Forced migration brought the first Muslims to the “New World” by way of the Transatlantic Slave Trade, laying the foundations for an early Muslim presence in the Americas. It has proven difficult to reliably estimate how many slaves of African origin were Muslim, but they must have numbered at least in the hundreds of thousands. The United States makes for a useful case study, and it may have held a higher proportion of Muslim slaves than any other region in the Americas. 24% of the African slaves brought to the Thirteen Colonies or, later, the United States were from Senegambia, which makes it likely that they were Muslims. The city of St.
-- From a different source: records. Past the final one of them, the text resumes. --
//! BODYSTRUCTURE parsing into a flat list of numbered leaf parts.
//!
//! Multipart nodes are flattened: their children get the parent's number as
//! a dotted prefix (`"2.1"`, `"2.2"`). Only leaves become [`BodyPart`]s.

use tidemail_mime::encoding::decode_header;
use tidemail_mime::{ContentType, TransferEncoding};
use tracing::warn;

use super::cursor::Value;
use crate::types::BodyPart;

/// Fields every leaf carries: type, subtype, params, id, description,
/// encoding, size.
const LEAF_FIELDS: usize = 7;

/// Parses a BODYSTRUCTURE value into its leaf parts.
///
/// Never returns an empty list: when nothing is parseable a single TEXT/PLAIN
/// part numbered `"1"` stands in for the whole message.
#[must_use]
pub fn parse_body_structure(structure: &Value) -> Vec<BodyPart> {
    let mut parts = Vec::new();

    match structure.as_list() {
        Some(items) => collect(items, "", &mut parts),
        None => warn!(value = ?structure, "BODYSTRUCTURE is not a list"),
    }

    if parts.is_empty() {
        parts.push(default_part());
    }
    parts
}

/// The stand-in part used when a message has no parseable structure.
#[must_use]
pub fn default_part() -> BodyPart {
    BodyPart::new("1", ContentType::text_plain())
}

fn collect(items: &[Value], prefix: &str, parts: &mut Vec<BodyPart>) {
    if !is_multipart(items) {
        parts.extend(parse_leaf(items, format!("{prefix}1")));
        return;
    }

    // Children come first; the multipart subtype and extension data follow.
    for (index, child) in items.iter().take_while(|item| item.is_list()).enumerate() {
        let number = format!("{prefix}{}", index + 1);
        let Some(child) = child.as_list() else {
            continue;
        };
        if is_multipart(child) {
            collect(child, &format!("{number}."), parts);
        } else {
            parts.extend(parse_leaf(child, number));
        }
    }
}

fn is_multipart(items: &[Value]) -> bool {
    items.first().is_some_and(Value::is_list)
}

fn parse_leaf(items: &[Value], number: String) -> Option<BodyPart> {
    if items.len() < LEAF_FIELDS {
        warn!(part = %number, fields = items.len(), "dropping body part with too few fields");
        return None;
    }

    let (Some(main_type), Some(sub_type), Some(size)) =
        (items[0].as_text(), items[1].as_text(), items[6].as_number())
    else {
        warn!(part = %number, "dropping body part with malformed type or size");
        return None;
    };

    let mut content_type = ContentType::new(main_type, sub_type);
    for (key, value) in pairs(&items[2]) {
        let value = if key.eq_ignore_ascii_case("NAME") {
            decode_header(&value)
        } else {
            value
        };
        content_type = content_type.with_parameter(key, value);
    }

    let mut part = BodyPart::new(number, content_type);
    part.content_id = text(&items[3]);
    part.description = text(&items[4]).map(|d| decode_header(&d));
    part.transfer_encoding = items[5]
        .as_text()
        .map_or(TransferEncoding::Unknown, |enc| TransferEncoding::parse(&enc));
    part.size = size;

    let tail = &items[LEAF_FIELDS..];
    let extension = match tail {
        // TEXT/*: line count first.
        [Value::Number(lines), rest @ ..] => {
            part.lines = Some(*lines);
            rest
        }
        // MESSAGE/RFC822: envelope, nested body, line count.
        [Value::List(_), Value::List(_), lines, rest @ ..] => {
            part.lines = lines.as_number();
            rest
        }
        rest => rest,
    };

    if let Some(md5) = extension.first() {
        part.md5 = text(md5);
    }
    if let Some(disposition) = extension.get(1).and_then(Value::as_list) {
        part.disposition = disposition.first().and_then(text);
        part.disposition_file_name = disposition.get(1).and_then(|params| {
            pairs(params)
                .find(|(key, _)| key.eq_ignore_ascii_case("FILENAME"))
                .map(|(_, name)| decode_header(&name))
        });
    }
    if let Some(language) = extension.get(2) {
        part.language = language_text(language);
    }

    Some(part)
}

/// Key/value pairs of a parameter list; `NIL` yields nothing.
fn pairs(value: &Value) -> impl Iterator<Item = (String, String)> + '_ {
    value
        .as_list()
        .unwrap_or_default()
        .chunks_exact(2)
        .filter_map(|pair| Some((text(&pair[0])?, text(&pair[1])?)))
}

fn text(value: &Value) -> Option<String> {
    value.as_text().map(|t| t.into_owned())
}

fn language_text(value: &Value) -> Option<String> {
    match value {
        Value::List(tags) => {
            let tags: Vec<String> = tags.iter().filter_map(text).collect();
            (!tags.is_empty()).then(|| tags.join(", "))
        }
        other => text(other),
    }
}
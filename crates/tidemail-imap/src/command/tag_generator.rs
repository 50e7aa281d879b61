//! IMAP command tag generator.
//!
//! Tags are used to match commands with their responses.

/// Default tag prefix.
pub const DEFAULT_TAG_PREFIX: &str = "THIMAP";

/// Tag generator for IMAP commands.
///
/// Generates sequential tags in the format `THIMAP0000`, `THIMAP0001`, etc.
/// The counter wraps instead of overflowing, so consecutive tags always
/// differ.
#[derive(Debug, Clone)]
pub struct TagGenerator {
    counter: u32,
    prefix: String,
}

impl TagGenerator {
    /// Creates a new tag generator with the given prefix.
    #[must_use]
    pub fn new(prefix: impl Into<String>) -> Self {
        Self {
            counter: 0,
            prefix: prefix.into(),
        }
    }

    /// Generates the next tag.
    #[must_use]
    pub fn next(&mut self) -> String {
        let n = self.counter;
        self.counter = self.counter.wrapping_add(1);
        format!("{}{:04}", self.prefix, n)
    }

    /// Returns the current counter value without incrementing.
    #[must_use]
    pub const fn current(&self) -> u32 {
        self.counter
    }
}

impl Default for TagGenerator {
    fn default() -> Self {
        Self::new(DEFAULT_TAG_PREFIX)
    }
}

#[cfg(test)]
#[allow(
    clippy::unwrap_used,
    clippy::redundant_clone,
    clippy::manual_string_new,
    clippy::needless_collect,
    clippy::unreadable_literal,
    clippy::used_underscore_items,
    clippy::similar_names
)]
mod tests {
    use super::*;

    #[test]
    fn test_tag_generation() {
        let mut generator = TagGenerator::default();
        assert_eq!(generator.next(), "THIMAP0000");
        assert_eq!(generator.next(), "THIMAP0001");
        assert_eq!(generator.next(), "THIMAP0002");
    }

    #[test]
    fn test_custom_prefix() {
        let mut generator = TagGenerator::new("T");
        assert_eq!(generator.next(), "T0000");
        assert_eq!(generator.next(), "T0001");
    }

    #[test]
    fn test_current() {
        let mut generator = TagGenerator::default();
        assert_eq!(generator.current(), 0);
        let _ = generator.next();
        assert_eq!(generator.current(), 1);
    }

    #[test]
    fn test_consecutive_tags_differ() {
        let mut generator = TagGenerator::new("X");
        let mut previous = generator.next();
        for _ in 0..10000 {
            let tag = generator.next();
            assert_ne!(tag, previous);
            previous = tag;
        }
    }

    #[test]
    fn test_wraps_without_panicking() {
        let mut generator = TagGenerator::new("A");
        generator.counter = u32::MAX;
        let last = generator.next();
        let first = generator.next();
        assert_eq!(last, format!("A{}", u32::MAX));
        assert_eq!(first, "A0000");
    }
}
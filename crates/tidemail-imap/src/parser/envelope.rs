//! ENVELOPE parsing.
//!
//! The envelope is a fixed ten-slot list:
//! `(date subject from sender reply-to to cc bcc in-reply-to message-id)`.
//! A slot with an unexpected shape keeps its default so the rest of the
//! message stays usable.

use tidemail_mime::encoding::decode_header;
use tracing::warn;

use super::cursor::Value;
use super::date::{parse_date, split_time_zone};
use crate::types::{Address, Message, UNKNOWN_PART};

const ADDRESS_SLOTS: [&str; 6] = ["from", "sender", "reply-to", "to", "cc", "bcc"];

/// Fills the envelope fields of `message` from a parsed ENVELOPE list.
pub fn apply_envelope(message: &mut Message, envelope: &Value) {
    let Some(slots) = envelope.as_list() else {
        warn!(id = ?message.id, "ENVELOPE is not a list");
        return;
    };

    if let Some(date) = slots.first().and_then(Value::as_text) {
        let (_, zone) = split_time_zone(&date);
        message.time_zone = zone.to_string();
        message.sent = parse_date(&date);
        if message.sent.is_none() {
            warn!(id = ?message.id, date = %date, "unparseable envelope date");
        }
    }

    message.subject = slots
        .get(1)
        .and_then(Value::as_text)
        .map(|subject| decode_header(&subject))
        .unwrap_or_default();

    let mut lists = ADDRESS_SLOTS
        .iter()
        .enumerate()
        .map(|(offset, slot)| match slots.get(2 + offset) {
            Some(value) => parse_address_list(value, slot),
            None => Vec::new(),
        });

    message.from = lists.next().and_then(first);
    message.sender = lists.next().and_then(first);
    message.reply_to = lists.next().and_then(first);
    message.to = lists.next().unwrap_or_default();
    message.cc = lists.next().unwrap_or_default();
    message.bcc = lists.next().unwrap_or_default();

    message.reference = slots.get(8).and_then(message_id);
    message.message_id = slots.get(9).and_then(message_id);
}

/// Parses one address-list slot: `NIL` or a list of 4-tuples.
#[must_use]
pub fn parse_address_list(value: &Value, slot: &str) -> Vec<Address> {
    if value.is_nil() {
        return Vec::new();
    }
    match value.as_list() {
        Some(entries) => entries.iter().filter_map(parse_address).collect(),
        None => {
            warn!(slot, value = ?value, "malformed address list");
            Vec::new()
        }
    }
}

/// Parses one `(display-name smtp-route mailbox host)` tuple.
///
/// A single missing mailbox or host half becomes `"unknown"`. Tuples with
/// both halves missing are RFC 2822 group markers and are skipped.
#[must_use]
pub fn parse_address(value: &Value) -> Option<Address> {
    let Some([name, route, mailbox, host]) = value.as_list() else {
        warn!(value = ?value, "malformed address tuple");
        return None;
    };

    let mailbox = mailbox.as_text();
    let host = host.as_text();
    if mailbox.is_none() && host.is_none() {
        return None;
    }

    let mut address = Address::new(
        mailbox.as_deref().unwrap_or(UNKNOWN_PART),
        host.as_deref().unwrap_or(UNKNOWN_PART),
    );
    if let Some(name) = name.as_text() {
        address = address.with_display_name(decode_header(&name));
    }
    if let Some(route) = route.as_text() {
        address = address.with_smtp_domain(decode_header(&route));
    }
    Some(address)
}

fn first(addresses: Vec<Address>) -> Option<Address> {
    addresses.into_iter().next()
}

fn message_id(value: &Value) -> Option<String> {
    let text = value.as_text()?;
    let id = text.trim().trim_start_matches('<').trim_end_matches('>');
    (!id.is_empty()).then(|| id.to_string())
}

#[cfg(test)]
#[allow(clippy::unwrap_used, clippy::redundant_clone, clippy::manual_string_new, clippy::needless_collect, clippy::unreadable_literal, clippy::used_underscore_items, clippy::similar_names)]
mod tests {
    use super::*;
    use crate::parser::cursor::Cursor;
    use chrono::Timelike;

    fn value(text: &str) -> Value {
        Cursor::new(text.as_bytes()).parse_value().unwrap()
    }

    fn envelope(text: &str) -> Message {
        let mut message = Message::with_id(1);
        apply_envelope(&mut message, &value(text));
        message
    }

    #[test]
    fn test_full_envelope() {
        let message = envelope(
            r#"("Mon, 1 Jan 2024 10:00:00 +0100" "=?UTF-8?B?SGVsbG8=?=" (("Alice" NIL "alice" "x.com")) (("Alice" NIL "alice" "x.com")) (("Desk" NIL "desk" "x.com") ("Other" NIL "other" "x.com")) (("Bob" NIL "bob" "y.org") (NIL NIL "carol" "y.org")) NIL NIL "<parent@x.com>" "<id@x.com>")"#,
        );

        assert_eq!(message.subject, "Hello");
        assert_eq!(message.time_zone, "+0100");
        assert_eq!(message.sent.unwrap().hour(), 10);
        assert_eq!(message.from.as_ref().unwrap().to_string(), "\"Alice\" <alice@x.com>");
        assert_eq!(message.reply_to.as_ref().unwrap().mailbox(), "desk");
        assert_eq!(message.to.len(), 2);
        assert_eq!(message.to[1].to_string(), "carol@y.org");
        assert!(message.cc.is_empty());
        assert_eq!(message.reference.as_deref(), Some("parent@x.com"));
        assert_eq!(message.message_id.as_deref(), Some("id@x.com"));
    }

    #[test]
    fn test_nil_subject_and_date() {
        let message = envelope("(NIL NIL NIL NIL NIL NIL NIL NIL NIL NIL)");
        assert_eq!(message.subject, "");
        assert!(message.sent.is_none());
        assert!(message.from.is_none());
        assert!(message.message_id.is_none());
    }

    #[test]
    fn test_unknown_address_half() {
        let address = parse_address(&value(r#"(NIL NIL "root" NIL)"#)).unwrap();
        assert_eq!(address.address(), "root@unknown");
    }

    #[test]
    fn test_group_marker_skipped() {
        let list = parse_address_list(
            &value(r#"((NIL NIL "team" NIL) (NIL NIL "a" "x.com") (NIL NIL NIL NIL))"#),
            "to",
        );
        assert_eq!(list.len(), 2);
        assert_eq!(list[0].address(), "team@unknown");
        assert_eq!(list[1].address(), "a@x.com");
    }

    #[test]
    fn test_encoded_display_name() {
        let address = parse_address(&value(r#"("=?ISO-8859-1?Q?J=F6rg?=" NIL "j" "x.de")"#)).unwrap();
        assert_eq!(address.display_name(), Some("Jörg"));
    }

    #[test]
    fn test_malformed_slot_keeps_default() {
        let message = envelope(r#"("01-Jan-2024 10:00:00 +0000" "Hi" "oops" NIL NIL (("A" NIL "a" "x.com")) NIL NIL NIL NIL)"#);
        assert!(message.from.is_none());
        assert_eq!(message.to.len(), 1);
        assert_eq!(message.subject, "Hi");
    }

    #[test]
    fn test_nil_address_list_is_empty() {
        assert!(parse_address_list(&Value::Nil, "cc").is_empty());
        assert!(parse_address_list(&value(r#""oops""#), "cc").is_empty());
    }

    #[test]
    fn test_short_envelope() {
        let message = envelope(r#"("01-Jan-2024 10:00:00 +0000" "Hi")"#);
        assert_eq!(message.subject, "Hi");
        assert!(message.to.is_empty());
    }
}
Augustine, Florida is the oldest continuously-occupied European city in the mainland United States, and was originally built largely by African Muslim slave laborers. 
Gradually, the descendants of these forced migrants became distanced from Islam, but they held on to enough awareness of their heritage so as to establish pseudo-Islamic communities in the early 20th century, such as the Moorish Science Temple of America (MSTA) and the Nation of Islam (NOI), and to eventually return to mainstream Islam en masse starting in the late 1970s. Today, Muslims of African descent make up around 25% of the U.S. Muslim population. 
A less known case of forced migration of Muslims occurred by way of the Indian Ocean slave trade organized by the Dutch East India Company (DEIC). The first known Muslims in present-day South Africa, the Amboyan Mardyckers from Southeast Asia, had arrived in 1658 not as slaves but as political prisoners or mercenaries for the DEIC. However, the DEIC soon began to transport slaves to Cape Town, obtaining them from the Muslim-majority regions of East Africa, South Asia (especially the Arakan-Bengal coast), and the Southeast Asian islands by raiding the coasts. By 1731, 42% of the population of Cape Town were slaves; it is noteworthy that a significant portion of these may have been Rohingya Muslims.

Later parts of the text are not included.